→ **Directions for this task**: Reproduce the material that follows, please, but only from its first line to the line containing "impl CascadeLoader for", inclusive.

——————

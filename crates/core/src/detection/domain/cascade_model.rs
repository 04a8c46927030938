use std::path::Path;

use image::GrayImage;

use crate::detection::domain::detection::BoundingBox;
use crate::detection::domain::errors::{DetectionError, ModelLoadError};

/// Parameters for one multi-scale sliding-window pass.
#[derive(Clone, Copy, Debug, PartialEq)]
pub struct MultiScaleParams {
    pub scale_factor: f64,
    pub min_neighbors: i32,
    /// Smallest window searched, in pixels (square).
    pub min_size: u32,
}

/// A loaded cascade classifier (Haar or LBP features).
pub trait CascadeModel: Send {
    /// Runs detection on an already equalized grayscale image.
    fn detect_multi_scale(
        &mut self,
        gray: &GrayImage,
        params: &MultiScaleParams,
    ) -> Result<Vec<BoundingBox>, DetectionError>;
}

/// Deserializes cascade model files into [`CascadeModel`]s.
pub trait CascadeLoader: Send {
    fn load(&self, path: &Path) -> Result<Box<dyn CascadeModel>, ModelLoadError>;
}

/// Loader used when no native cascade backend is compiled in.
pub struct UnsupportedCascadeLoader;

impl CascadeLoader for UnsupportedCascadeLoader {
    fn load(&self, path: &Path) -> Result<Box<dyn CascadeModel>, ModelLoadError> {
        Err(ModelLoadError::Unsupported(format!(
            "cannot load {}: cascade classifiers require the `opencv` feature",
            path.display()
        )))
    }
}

——————

→ **Answer for the task**:
filename crates/core/src/detection/domain/cascade_model.rs
repository 04a8c46927030938
use std::path::Path;

use image::GrayImage;

use crate::detection::domain::detection::BoundingBox;
use crate::detection::domain::errors::{DetectionError, ModelLoadError};

/// Parameters for one multi-scale sliding-window pass.
#[derive(Clone, Copy, Debug, PartialEq)]
pub struct MultiScaleParams {
    pub scale_factor: f64,
    pub min_neighbors: i32,
    /// Smallest window searched, in pixels (square).
    pub min_size: u32,
}

/// A loaded cascade classifier (Haar or LBP features).
pub trait CascadeModel: Send {
    /// Runs detection on an already equalized grayscale image.
    fn detect_multi_scale(
        &mut self,
        gray: &GrayImage,
        params: &MultiScaleParams,
    ) -> Result<Vec<BoundingBox>, DetectionError>;
}

/// Deserializes cascade model files into [`CascadeModel`]s.
pub trait CascadeLoader: Send {
    fn load(&self, path: &Path) -> Result<Box<dyn CascadeModel>, ModelLoadError>;
}

/// Loader used when no native cascade backend is compiled in.
pub struct UnsupportedCascadeLoader;

impl CascadeLoader for UnsupportedCascadeLoader {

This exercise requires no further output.